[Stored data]

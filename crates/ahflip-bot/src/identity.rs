//! Short log prefixes for identities.

/// Minimum prefix length.
pub const MIN_PREFIX_LEN: usize = 3;

/// Shortest prefix of `own`, at least `min_len` characters, that no other
/// identity in `all` starts with. When `own` is itself a prefix of another
/// identity the full name is returned.
pub fn unique_prefix(own: &str, all: &[String], min_len: usize) -> String {
    let chars: Vec<char> = own.chars().collect();
    let others: Vec<&str> = all
        .iter()
        .map(String::as_str)
        .filter(|other| *other != own)
        .collect();

    let mut len = min_len.max(1);
    while len < chars.len() {
        let candidate: String = chars[..len].iter().collect();
        if !others.iter().any(|other| other.starts_with(&candidate)) {
            return candidate;
        }
        len += 1;
    }
    own.to_string()
}

/// Prefix shown in front of an identity's log lines. Empty when only one
/// identity runs.
pub fn log_prefix(own: &str, all: &[String]) -> String {
    if all.len() > 1 {
        unique_prefix(own, all, MIN_PREFIX_LEN)
    } else {
        String::new()
    }
}
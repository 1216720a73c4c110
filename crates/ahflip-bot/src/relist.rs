//! Relisting of purchased items.
//!
//! [`RelistPolicy`] decides which purchases go back on the market;
//! [`BridgeRelister`] asks the session bridge to run the listing dialogs.

use crate::config::DoNotRelistConfig;
use crate::ledger::FlipLedger;
use ahflip_core::{format_coins, is_cosmetic, AuctionId, Finder, ListRequest};
use ahflip_engine::{EngineError, EngineResult, RelistService};
use ahflip_session::{BoxFuture, DynSession};
use ahflip_ws::{Envelope, WsWriteHandle};
use serde_json::json;
use std::sync::atomic::{AtomicU64, Ordering};
use std::sync::Arc;
use std::time::Duration;
use tracing::{debug, info};

// ============================================================================
// RelistPolicy
// ============================================================================

/// Relist gate built from the `do_not_relist` rules.
#[derive(Debug, Clone)]
pub struct RelistPolicy {
    rules: DoNotRelistConfig,
    finders: Vec<Finder>,
    enabled: bool,
}

impl RelistPolicy {
    /// `enabled` is the global relist switch.
    pub fn new(rules: DoNotRelistConfig, enabled: bool) -> Self {
        let finders = rules
            .finders
            .iter()
            .map(|f| Finder::from(f.as_str()))
            .collect();
        Self {
            rules,
            finders,
            enabled,
        }
    }

    pub fn enabled(&self) -> bool {
        self.enabled
    }

    /// Reason to keep the item, if any.
    pub fn keep_reason(&self, request: &ListRequest, tag: Option<&str>) -> Option<&'static str> {
        if !self.enabled {
            return Some("relist disabled");
        }
        if self.rules.profit_over > 0 && request.profit > self.rules.profit_over as i64 {
            return Some("profit over limit");
        }
        if self.rules.skinned && is_cosmetic(&request.item_name) {
            return Some("cosmetic");
        }
        if let Some(tag) = tag {
            if self.rules.tags.iter().any(|t| t.eq_ignore_ascii_case(tag)) {
                return Some("tag");
            }
        }
        if self.finders.contains(&request.finder) {
            return Some("finder");
        }
        None
    }
}

// ============================================================================
// BridgeRelister
// ============================================================================

/// Relist service backed by the session bridge.
///
/// Listing is a `listAuction` frame; the bridge runs the create-auction
/// dialogs itself, so the listing mode is held for `hold` to keep the
/// engine off the dialog meanwhile. Delisting opens the view dialog of our
/// own auction and lets the state machine click cancel.
pub struct BridgeRelister {
    policy: RelistPolicy,
    ledger: Arc<FlipLedger>,
    session: DynSession,
    writer: WsWriteHandle,
    hold: Duration,
    listed: AtomicU64,
    claimed: AtomicU64,
}

impl BridgeRelister {
    pub fn new(
        policy: RelistPolicy,
        ledger: Arc<FlipLedger>,
        session: DynSession,
        writer: WsWriteHandle,
        hold: Duration,
    ) -> Self {
        Self {
            policy,
            ledger,
            session,
            writer,
            hold,
            listed: AtomicU64::new(0),
            claimed: AtomicU64::new(0),
        }
    }

    pub fn listed(&self) -> u64 {
        self.listed.load(Ordering::Relaxed)
    }

    pub fn claimed(&self) -> u64 {
        self.claimed.load(Ordering::Relaxed)
    }
}

fn relist_error(e: impl std::fmt::Display) -> EngineError {
    EngineError::Relist(e.to_string())
}

impl RelistService for BridgeRelister {
    fn should_relist(&self, request: &ListRequest) -> bool {
        let tag = self.ledger.tag_of(&request.auction_id);
        match self.policy.keep_reason(request, tag.as_deref()) {
            Some(reason) => {
                info!(
                    auction_id = %request.auction_id,
                    item = %request.item_name,
                    reason,
                    "Keeping item"
                );
                false
            }
            None => true,
        }
    }

    fn allows_external_list(&self) -> bool {
        self.policy.enabled()
    }

    fn list(&self, request: ListRequest) -> BoxFuture<'_, EngineResult<()>> {
        Box::pin(async move {
            let env = Envelope::new(
                "listAuction",
                &json!({
                    "auctionId": request.auction_id,
                    "itemName": request.item_name,
                    "price": request.price,
                }),
            )
            .map_err(relist_error)?;
            self.writer.send_envelope(&env).await.map_err(relist_error)?;
            self.listed.fetch_add(1, Ordering::Relaxed);
            info!(
                auction_id = %request.auction_id,
                item = %request.item_name,
                price = %format_coins(request.price as i64),
                profit = %format_coins(request.profit),
                finder = %request.finder,
                "Listing"
            );

            tokio::time::sleep(self.hold).await;
            Ok(())
        })
    }

    fn delist(
        &self,
        auction_id: AuctionId,
        item_uuid: String,
        item_name: String,
    ) -> BoxFuture<'_, EngineResult<()>> {
        Box::pin(async move {
            info!(%auction_id, %item_uuid, item = %item_name, "Delisting");
            self.session
                .send_chat(auction_id.view_command())
                .await
                .map_err(relist_error)
        })
    }

    fn proceeds_claimed(&self) {
        let total = self.claimed.fetch_add(1, Ordering::Relaxed) + 1;
        debug!(total, "Proceeds claimed");
    }
}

#### What is needed:
The lines above, starting at the one with "pub fn log_prefix(own: &str, all: &[String])" and ending at the one with "use crate::ledger::FlipLedger;", are the only ones to return, exactly as written.

#### Response box:
pub fn log_prefix(own: &str, all: &[String]) -> String {
    if all.len() > 1 {
        unique_prefix(own, all, MIN_PREFIX_LEN)
    } else {
        String::new()
    }
}
repository 1216720a73c4c110
filename crates/ahflip-bot/src/relist.rs
//! Relisting of purchased items.
//!
//! [`RelistPolicy`] decides which purchases go back on the market;
//! [`BridgeRelister`] asks the session bridge to run the listing dialogs.

use crate::config::DoNotRelistConfig;
use crate::ledger::FlipLedger;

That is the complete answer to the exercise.